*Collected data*
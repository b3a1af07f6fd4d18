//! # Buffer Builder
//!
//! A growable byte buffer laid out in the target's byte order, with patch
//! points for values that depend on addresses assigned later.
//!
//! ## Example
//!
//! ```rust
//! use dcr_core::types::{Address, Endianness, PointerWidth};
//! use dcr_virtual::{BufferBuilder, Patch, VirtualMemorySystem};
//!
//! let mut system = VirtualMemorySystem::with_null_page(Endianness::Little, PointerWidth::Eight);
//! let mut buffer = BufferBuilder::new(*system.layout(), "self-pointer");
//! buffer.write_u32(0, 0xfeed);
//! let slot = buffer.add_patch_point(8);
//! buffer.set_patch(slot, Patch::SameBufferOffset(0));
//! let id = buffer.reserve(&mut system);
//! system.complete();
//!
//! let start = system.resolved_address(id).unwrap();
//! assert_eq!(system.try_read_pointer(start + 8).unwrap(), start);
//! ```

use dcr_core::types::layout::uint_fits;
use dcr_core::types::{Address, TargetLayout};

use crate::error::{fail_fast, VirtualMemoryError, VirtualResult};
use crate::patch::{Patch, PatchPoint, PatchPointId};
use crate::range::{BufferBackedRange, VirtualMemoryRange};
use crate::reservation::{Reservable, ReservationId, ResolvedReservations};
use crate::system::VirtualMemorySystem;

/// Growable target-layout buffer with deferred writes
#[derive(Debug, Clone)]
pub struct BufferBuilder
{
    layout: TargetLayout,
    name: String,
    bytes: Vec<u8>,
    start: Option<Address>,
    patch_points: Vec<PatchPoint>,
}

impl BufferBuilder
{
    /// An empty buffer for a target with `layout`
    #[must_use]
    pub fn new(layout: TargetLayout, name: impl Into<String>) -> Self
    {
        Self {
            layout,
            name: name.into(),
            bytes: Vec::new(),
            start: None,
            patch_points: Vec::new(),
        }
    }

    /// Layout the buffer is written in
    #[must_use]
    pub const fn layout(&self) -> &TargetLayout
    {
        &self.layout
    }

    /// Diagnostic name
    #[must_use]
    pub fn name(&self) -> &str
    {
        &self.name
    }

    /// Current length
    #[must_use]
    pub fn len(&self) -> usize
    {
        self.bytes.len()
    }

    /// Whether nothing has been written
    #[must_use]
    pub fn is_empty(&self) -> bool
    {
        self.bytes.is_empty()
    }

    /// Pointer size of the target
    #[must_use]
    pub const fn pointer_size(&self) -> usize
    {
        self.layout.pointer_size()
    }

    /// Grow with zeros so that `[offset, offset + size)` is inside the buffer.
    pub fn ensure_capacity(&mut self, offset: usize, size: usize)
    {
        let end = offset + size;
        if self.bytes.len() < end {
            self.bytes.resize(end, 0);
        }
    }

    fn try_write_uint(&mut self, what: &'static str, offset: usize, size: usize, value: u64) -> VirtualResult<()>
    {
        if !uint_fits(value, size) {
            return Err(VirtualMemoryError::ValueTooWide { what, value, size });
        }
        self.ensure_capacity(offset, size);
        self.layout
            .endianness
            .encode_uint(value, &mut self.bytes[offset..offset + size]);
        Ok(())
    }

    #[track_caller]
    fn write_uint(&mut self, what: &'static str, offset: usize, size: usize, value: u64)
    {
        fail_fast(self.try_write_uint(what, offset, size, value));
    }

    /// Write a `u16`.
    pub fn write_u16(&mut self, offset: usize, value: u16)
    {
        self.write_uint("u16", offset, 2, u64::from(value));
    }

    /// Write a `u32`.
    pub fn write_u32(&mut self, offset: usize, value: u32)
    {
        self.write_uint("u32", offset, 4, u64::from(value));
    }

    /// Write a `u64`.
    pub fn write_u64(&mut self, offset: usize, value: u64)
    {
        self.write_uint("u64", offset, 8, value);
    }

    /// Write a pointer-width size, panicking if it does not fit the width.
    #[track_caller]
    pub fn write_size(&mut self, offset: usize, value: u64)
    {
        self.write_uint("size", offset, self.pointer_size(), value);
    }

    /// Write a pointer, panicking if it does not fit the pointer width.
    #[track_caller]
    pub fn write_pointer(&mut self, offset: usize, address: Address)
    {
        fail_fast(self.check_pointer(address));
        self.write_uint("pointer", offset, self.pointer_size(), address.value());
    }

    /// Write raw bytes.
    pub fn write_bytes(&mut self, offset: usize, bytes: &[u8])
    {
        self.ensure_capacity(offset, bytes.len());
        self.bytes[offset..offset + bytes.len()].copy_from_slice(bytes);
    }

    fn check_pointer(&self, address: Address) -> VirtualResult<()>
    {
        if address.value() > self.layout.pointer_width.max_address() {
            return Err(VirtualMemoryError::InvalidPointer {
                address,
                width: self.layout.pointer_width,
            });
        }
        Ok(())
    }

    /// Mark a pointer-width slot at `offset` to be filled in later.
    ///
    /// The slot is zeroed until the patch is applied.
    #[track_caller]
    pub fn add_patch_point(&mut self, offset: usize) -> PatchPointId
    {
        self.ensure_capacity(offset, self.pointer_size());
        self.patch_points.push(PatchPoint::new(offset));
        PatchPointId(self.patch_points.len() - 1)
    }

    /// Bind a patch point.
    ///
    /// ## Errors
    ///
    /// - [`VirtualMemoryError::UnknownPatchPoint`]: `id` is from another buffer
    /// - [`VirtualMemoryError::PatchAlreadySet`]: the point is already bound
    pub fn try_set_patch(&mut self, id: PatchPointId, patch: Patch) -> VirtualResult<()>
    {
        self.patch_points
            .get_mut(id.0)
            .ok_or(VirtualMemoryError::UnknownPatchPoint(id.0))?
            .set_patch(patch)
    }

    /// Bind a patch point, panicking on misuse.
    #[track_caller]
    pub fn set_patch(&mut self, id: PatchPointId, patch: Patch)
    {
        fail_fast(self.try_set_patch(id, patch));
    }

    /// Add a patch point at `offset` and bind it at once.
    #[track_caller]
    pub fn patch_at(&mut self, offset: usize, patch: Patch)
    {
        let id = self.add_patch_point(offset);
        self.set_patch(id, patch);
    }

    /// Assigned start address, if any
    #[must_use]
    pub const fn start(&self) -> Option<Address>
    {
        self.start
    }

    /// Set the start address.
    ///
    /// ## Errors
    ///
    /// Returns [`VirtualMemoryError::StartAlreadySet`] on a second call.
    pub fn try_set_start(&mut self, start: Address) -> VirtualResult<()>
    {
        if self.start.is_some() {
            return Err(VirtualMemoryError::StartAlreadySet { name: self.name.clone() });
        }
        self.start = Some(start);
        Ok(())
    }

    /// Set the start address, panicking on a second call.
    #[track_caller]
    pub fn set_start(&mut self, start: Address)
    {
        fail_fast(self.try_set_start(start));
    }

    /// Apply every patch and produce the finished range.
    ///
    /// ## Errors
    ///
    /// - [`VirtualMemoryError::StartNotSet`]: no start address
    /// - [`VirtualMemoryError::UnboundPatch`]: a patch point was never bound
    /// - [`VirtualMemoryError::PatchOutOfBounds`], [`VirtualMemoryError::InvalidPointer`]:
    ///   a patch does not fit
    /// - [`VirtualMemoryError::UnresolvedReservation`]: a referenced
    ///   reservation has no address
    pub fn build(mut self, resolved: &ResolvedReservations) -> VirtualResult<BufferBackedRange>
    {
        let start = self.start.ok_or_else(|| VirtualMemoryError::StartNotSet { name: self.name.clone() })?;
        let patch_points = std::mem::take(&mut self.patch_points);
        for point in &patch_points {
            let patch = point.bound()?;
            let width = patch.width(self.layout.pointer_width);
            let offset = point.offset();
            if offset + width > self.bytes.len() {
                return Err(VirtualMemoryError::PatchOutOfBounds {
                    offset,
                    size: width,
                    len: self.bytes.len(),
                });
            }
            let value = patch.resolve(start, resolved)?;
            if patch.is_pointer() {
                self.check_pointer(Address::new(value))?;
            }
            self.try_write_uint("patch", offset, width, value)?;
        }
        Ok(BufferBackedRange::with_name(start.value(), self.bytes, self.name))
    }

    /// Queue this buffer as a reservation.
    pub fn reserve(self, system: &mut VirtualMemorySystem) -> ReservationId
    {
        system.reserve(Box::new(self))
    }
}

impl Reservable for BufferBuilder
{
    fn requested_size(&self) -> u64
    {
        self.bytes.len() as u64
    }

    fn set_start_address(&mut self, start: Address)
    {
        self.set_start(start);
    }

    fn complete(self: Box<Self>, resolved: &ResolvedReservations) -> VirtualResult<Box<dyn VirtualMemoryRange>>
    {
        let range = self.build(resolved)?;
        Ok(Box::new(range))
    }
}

==

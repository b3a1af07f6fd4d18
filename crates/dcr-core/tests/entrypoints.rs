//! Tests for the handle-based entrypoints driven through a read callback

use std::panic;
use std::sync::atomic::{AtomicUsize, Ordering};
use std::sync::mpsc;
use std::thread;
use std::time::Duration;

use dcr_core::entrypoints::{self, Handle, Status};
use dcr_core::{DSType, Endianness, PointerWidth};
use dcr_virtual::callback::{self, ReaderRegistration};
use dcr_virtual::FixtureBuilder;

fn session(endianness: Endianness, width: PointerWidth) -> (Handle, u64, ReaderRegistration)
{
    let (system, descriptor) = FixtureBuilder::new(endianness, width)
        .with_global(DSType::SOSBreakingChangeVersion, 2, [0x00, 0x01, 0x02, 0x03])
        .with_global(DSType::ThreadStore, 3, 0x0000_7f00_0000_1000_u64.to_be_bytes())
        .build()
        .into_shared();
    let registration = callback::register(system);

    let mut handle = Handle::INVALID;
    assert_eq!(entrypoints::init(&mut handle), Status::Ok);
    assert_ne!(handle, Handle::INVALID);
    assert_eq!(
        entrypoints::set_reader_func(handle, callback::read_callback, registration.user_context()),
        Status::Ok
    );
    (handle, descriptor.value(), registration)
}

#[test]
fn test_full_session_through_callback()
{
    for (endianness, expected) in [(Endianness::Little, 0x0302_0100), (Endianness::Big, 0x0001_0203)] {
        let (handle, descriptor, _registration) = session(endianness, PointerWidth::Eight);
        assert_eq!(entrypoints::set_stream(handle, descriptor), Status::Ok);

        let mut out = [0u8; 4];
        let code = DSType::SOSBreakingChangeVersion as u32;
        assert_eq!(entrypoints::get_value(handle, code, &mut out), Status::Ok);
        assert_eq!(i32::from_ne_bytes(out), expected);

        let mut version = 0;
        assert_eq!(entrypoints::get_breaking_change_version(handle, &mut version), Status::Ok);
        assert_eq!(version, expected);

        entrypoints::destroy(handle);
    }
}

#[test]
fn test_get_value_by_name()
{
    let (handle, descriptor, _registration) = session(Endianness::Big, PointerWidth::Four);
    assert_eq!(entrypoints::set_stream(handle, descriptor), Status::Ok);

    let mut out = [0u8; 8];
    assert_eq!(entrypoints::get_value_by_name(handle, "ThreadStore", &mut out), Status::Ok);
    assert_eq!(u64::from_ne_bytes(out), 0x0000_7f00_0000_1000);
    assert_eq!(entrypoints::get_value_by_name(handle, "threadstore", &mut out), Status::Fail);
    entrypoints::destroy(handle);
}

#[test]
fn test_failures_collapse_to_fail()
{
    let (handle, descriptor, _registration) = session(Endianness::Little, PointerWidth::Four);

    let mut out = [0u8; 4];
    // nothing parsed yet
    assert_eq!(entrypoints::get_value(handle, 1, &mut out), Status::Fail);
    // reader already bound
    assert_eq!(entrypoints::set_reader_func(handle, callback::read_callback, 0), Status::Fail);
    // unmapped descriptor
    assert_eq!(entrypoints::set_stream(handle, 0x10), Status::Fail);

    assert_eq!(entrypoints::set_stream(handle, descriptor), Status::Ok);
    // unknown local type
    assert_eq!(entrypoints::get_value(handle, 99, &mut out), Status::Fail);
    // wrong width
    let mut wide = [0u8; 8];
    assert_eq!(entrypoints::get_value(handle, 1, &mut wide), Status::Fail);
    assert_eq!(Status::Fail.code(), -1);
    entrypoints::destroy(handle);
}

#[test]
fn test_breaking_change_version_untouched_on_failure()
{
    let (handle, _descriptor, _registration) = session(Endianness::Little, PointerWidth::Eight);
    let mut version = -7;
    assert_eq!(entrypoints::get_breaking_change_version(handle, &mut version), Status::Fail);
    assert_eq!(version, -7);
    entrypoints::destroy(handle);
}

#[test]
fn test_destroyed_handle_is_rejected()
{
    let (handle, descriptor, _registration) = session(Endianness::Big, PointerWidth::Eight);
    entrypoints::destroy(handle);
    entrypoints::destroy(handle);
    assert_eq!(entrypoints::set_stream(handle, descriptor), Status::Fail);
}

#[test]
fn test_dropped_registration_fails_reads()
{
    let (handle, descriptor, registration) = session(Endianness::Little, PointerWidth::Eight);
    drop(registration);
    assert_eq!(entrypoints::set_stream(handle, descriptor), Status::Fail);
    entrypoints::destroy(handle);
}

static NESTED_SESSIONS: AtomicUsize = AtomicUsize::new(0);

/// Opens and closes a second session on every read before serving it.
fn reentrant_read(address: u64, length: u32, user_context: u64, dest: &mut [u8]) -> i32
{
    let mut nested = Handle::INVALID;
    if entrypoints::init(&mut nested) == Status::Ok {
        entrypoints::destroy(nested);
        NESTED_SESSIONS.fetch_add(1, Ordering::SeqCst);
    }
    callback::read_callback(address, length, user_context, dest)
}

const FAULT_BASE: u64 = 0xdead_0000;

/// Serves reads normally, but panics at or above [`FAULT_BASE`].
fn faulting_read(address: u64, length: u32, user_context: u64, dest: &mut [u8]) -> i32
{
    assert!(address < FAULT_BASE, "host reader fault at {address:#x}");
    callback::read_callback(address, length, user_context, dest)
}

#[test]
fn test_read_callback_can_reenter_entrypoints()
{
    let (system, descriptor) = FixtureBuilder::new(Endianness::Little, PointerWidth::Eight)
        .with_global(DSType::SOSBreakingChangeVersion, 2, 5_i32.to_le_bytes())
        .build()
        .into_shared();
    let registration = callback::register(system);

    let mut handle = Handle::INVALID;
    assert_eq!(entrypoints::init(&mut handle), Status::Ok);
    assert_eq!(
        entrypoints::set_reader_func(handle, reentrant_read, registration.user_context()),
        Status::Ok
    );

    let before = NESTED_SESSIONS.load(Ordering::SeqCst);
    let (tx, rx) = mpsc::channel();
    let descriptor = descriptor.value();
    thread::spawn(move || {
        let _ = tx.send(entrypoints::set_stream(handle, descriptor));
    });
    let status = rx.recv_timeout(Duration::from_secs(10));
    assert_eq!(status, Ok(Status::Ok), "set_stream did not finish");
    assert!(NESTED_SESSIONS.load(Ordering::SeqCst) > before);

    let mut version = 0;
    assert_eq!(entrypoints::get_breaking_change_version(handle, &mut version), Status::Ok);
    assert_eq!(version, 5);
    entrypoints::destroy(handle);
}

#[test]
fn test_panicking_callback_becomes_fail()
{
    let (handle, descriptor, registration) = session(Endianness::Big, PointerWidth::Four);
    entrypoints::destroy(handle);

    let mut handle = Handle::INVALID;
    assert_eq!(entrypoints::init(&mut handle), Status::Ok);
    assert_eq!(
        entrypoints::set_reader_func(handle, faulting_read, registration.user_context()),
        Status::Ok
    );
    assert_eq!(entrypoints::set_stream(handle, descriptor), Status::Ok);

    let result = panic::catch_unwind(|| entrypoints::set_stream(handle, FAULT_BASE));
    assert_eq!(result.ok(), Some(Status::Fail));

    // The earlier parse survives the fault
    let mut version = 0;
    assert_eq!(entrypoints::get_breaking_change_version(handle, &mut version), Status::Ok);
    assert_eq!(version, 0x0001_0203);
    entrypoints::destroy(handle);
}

*What to work on*
Go through the records above and count the lines with the word "reserve" in them. Answer with the number only.

*Result below*
3